Figure 1. The receiver operating characteristic curves for evaluating the predictive abilities of age and body mass index (BMI) for complete skin clearance at week 52 of deucravacitinib treatment. The area under the curve (AUC) for age is 0.667 (95% CI: 0.516–0.819), and that for BMI is 0.733 (95% CI: 0.596–0.870).
Transition of PASI and DLQI scores in long-term CSC achievers compared to non-achievers
Total PASI scores and PASI scores of all four anatomical sites decreased steadily in both long-term CSC achievers and non-achievers from week four onward (Figure 2). However, at week 24, the decrease of total and site-specific PASI scores in non-achievers was stopped, while in all long-term CSC achievers, PASI scores of trunk and upper and lower limbs declined to 0 at week 24, and total and head/neck PASI scores declined to 0 at week 36.
Figure 2. The transitions of total Psoriasis Area and Severity Index (PASI), PASI on individual anatomical sites (head and neck, trunk, upper limbs, lower limbs), and Dermatology Life Quality Index (DLQI) in long-term complete skin clearance (CSC) achievers (n = 15, blue) and non-achievers (n = 62, orange) during the treatment with deucravacitinib 6 mg. Data are mean values at weeks 0, 4, 16, 24, 36, and 52.
DLQI scores rapidly decreased at week four and continued to decrease through week 52 in both long-term CSC achievers and non-achievers. However, the mean DLQI in long-term CSC achievers declined to 0 at week 36, while that in non-achievers remained around 2 even at week 52. DLQI 0 corresponds to the experience of no impairment on QoL. The achievement rate of DLQI 0 at week 52 in long-term CSC achievers (13/14, 92.9%) was significantly higher than that in non-achievers (7/59, 11.9%) (p < 0.01, by Fisher’s exact test). These findings indicate that long-term CSC achievers obtained more pronounced improvement of rash and QoL compared to non-achievers throughout 52 weeks of deucravacitinib treatment.
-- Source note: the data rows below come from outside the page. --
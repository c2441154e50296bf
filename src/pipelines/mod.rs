//! Render pipeline definitions.
//!
//! The viewer renders everything through one forward pipeline; the WGSL
//! source next to this module is the other half of the layout contract in
//! [`crate::common`].

pub mod model;

/// The render pipelines owned by the context.
#[derive(Debug)]
pub struct Pipelines {
    pub model: wgpu::RenderPipeline,
}

impl Pipelines {
    pub fn new(device: &wgpu::Device, config: &wgpu::SurfaceConfiguration) -> Self {
        Self {
            model: model::mk_model_pipeline(device, config),
        }
    }
}
use std::io::{BufReader, Cursor};

use crate::common::MaterialBinding;
use crate::data_structures::{model, texture};

/// Bind group layout of the material group: base color texture plus sampler.
pub fn base_color_layout(device: &wgpu::Device) -> wgpu::BindGroupLayout {
    device.create_bind_group_layout(&wgpu::BindGroupLayoutDescriptor {
        entries: &[
            wgpu::BindGroupLayoutEntry {
                binding: MaterialBinding::BaseColor as u32,
                visibility: wgpu::ShaderStages::FRAGMENT,
                ty: wgpu::BindingType::Texture {
                    multisampled: false,
                    view_dimension: wgpu::TextureViewDimension::D2,
                    sample_type: wgpu::TextureSampleType::Float { filterable: true },
                },
                count: None,
            },
            wgpu::BindGroupLayoutEntry {
                binding: MaterialBinding::BaseColorSampler as u32,
                visibility: wgpu::ShaderStages::FRAGMENT,
                ty: wgpu::BindingType::Sampler(wgpu::SamplerBindingType::Filtering),
                count: None,
            },
        ],
        label: Some("Material bind_group_layout"),
    })
}

#[cfg(target_arch = "wasm32")]
fn format_url(file_name: &str) -> reqwest::Url {
    let window = web_sys::window().unwrap();
    let location = window.location();
    let origin = location.origin().unwrap();
    let base = reqwest::Url::parse(&format!("{}/assets/", origin)).unwrap();
    base.join(file_name).unwrap()
}

pub async fn load_string(file_name: &str) -> anyhow::Result<String> {
    #[cfg(target_arch = "wasm32")]
    let txt = {
        let url = format_url(file_name);
        reqwest::get(url).await?.text().await?
    };
    #[cfg(not(target_arch = "wasm32"))]
    let txt = {
        let path = std::path::Path::new("./").join("assets").join(file_name);
        std::fs::read_to_string(path)?
    };

    Ok(txt)
}

pub async fn load_binary(file_name: &str) -> anyhow::Result<Vec<u8>> {
    #[cfg(target_arch = "wasm32")]
    let data = {
        let url = format_url(file_name);
        reqwest::get(url).await?.bytes().await?.to_vec()
    };
    #[cfg(not(target_arch = "wasm32"))]
    let data = {
        let path = std::path::Path::new("./").join("assets").join(file_name);
        std::fs::read(path)?
    };

    Ok(data)
}

pub async fn load_texture(
    file_name: &str,
    device: &wgpu::Device,
    queue: &wgpu::Queue,
    format: Option<&str>,
) -> anyhow::Result<texture::Texture> {
    let data = load_binary(file_name).await?;
    texture::Texture::from_bytes(device, queue, &data, file_name, format)
}

/// Approximate linear-to-sRGB conversion of an MTL diffuse color, for
/// baking `Kd` entries into 1x1 base color textures.
fn srgb_pixel(diffuse: [f32; 3]) -> [u8; 4] {
    let to_byte = |c: f32| (c.clamp(0.0, 1.0).powf(1.0 / 2.2) * 255.0).round() as u8;
    [to_byte(diffuse[0]), to_byte(diffuse[1]), to_byte(diffuse[2]), 255]
}

/// Parse an OBJ file and turn its MTL materials into GPU materials.
///
/// A material resolves to, in order of preference: its referenced diffuse
/// texture file, a 1x1 texture baked from its `Kd` color, or plain white.
/// Models without any usable material get a single white fallback so that
/// mesh material slots always resolve.
pub async fn load_textures(
    file_name: &str,
    queue: &wgpu::Queue,
    device: &wgpu::Device,
    layout: &wgpu::BindGroupLayout,
) -> anyhow::Result<(Vec<model::Material>, Vec<tobj::Model>)> {
    let obj_text: String = load_string(file_name).await?;
    let obj_cursor = Cursor::new(obj_text);
    let mut obj_reader = BufReader::new(obj_cursor);

    let (models, obj_materials) = tobj::load_obj_buf_async(
        &mut obj_reader,
        &tobj::LoadOptions {
            triangulate: true,
            single_index: true,
            ..Default::default()
        },
        |p| async move {
            let mat_text = load_string(&p)
                .await
                .expect(format!("Material library not found for {p}.").as_str());
            tobj::load_mtl_buf(&mut BufReader::new(Cursor::new(mat_text)))
        },
    )
    .await?;

    let mut materials = Vec::new();
    for m in obj_materials? {
        let base_color = if let Some(m_diffuse_texture) = &m.diffuse_texture {
            load_texture(m_diffuse_texture, device, queue, None).await?
        } else if let Some(diffuse) = m.diffuse {
            texture::Texture::from_pixel(device, queue, srgb_pixel(diffuse), &m.name)
        } else {
            log::warn!(
                "material '{}' in {} has neither a texture nor a diffuse color",
                m.name,
                file_name
            );
            texture::Texture::from_pixel(device, queue, [255; 4], &m.name)
        };
        materials.push(model::Material::new(device, &m.name, base_color, layout));
    }

    if materials.is_empty() {
        log::warn!("{} references no materials, using a white fallback", file_name);
        let white = texture::Texture::from_pixel(device, queue, [255; 4], "fallback");
        materials.push(model::Material::new(device, "fallback", white, layout));
    }

    Ok((materials, models))
}

#[cfg(test)]
mod tests {
    use super::srgb_pixel;

    #[test]
    fn diffuse_colors_bake_to_srgb_bytes() {
        assert_eq!(srgb_pixel([0.0, 0.0, 0.0]), [0, 0, 0, 255]);
        assert_eq!(srgb_pixel([1.0, 1.0, 1.0]), [255, 255, 255, 255]);
        // Mid grey lands well above 128 after gamma encoding.
        let [r, ..] = srgb_pixel([0.5, 0.5, 0.5]);
        assert!(r > 170 && r < 200);
    }

    #[test]
    fn out_of_range_colors_are_clamped() {
        assert_eq!(srgb_pixel([2.0, -1.0, 1.0]), [255, 0, 255, 255]);
    }
}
Achievement rates of ss-PGA 0, PGA-F 0, and genital PGA 0 in long-term CSC achievers compared to non-achievers
From week 16 onward, achievement rates of ss-PGA 0, PGA-F 0, and genital PGA 0 rapidly increased in long-term CSC achievers, while non-achievers showed much slower increases. The differences in the achievement rates between the two populations widened further from week 16 onwards. The speed for achieving PGA-F 0 appeared slower compared to ss-PGA 0 and genital PGA 0. At week 52, the achievement rates of ss-PGA 0, PGA-F 0, and genital PGA 0 in long-term CSC achievers (9/9 (100%), 5/6 (83.3%), and 9/9 (100%), respectively), were much higher than those in non-achievers (26/53 (49.1%), 4/30 (13.3%), and 17/38 (44.7%), respectively) and these differences were statistically significant (p < 0.01, by Fisher’s exact test). These findings suggest that long-term CSC achievers showed faster and more substantial improvement in scalp, nail, and genital lesions compared to non-achievers throughout 52 weeks of deucravacitinib treatment (Figure 3).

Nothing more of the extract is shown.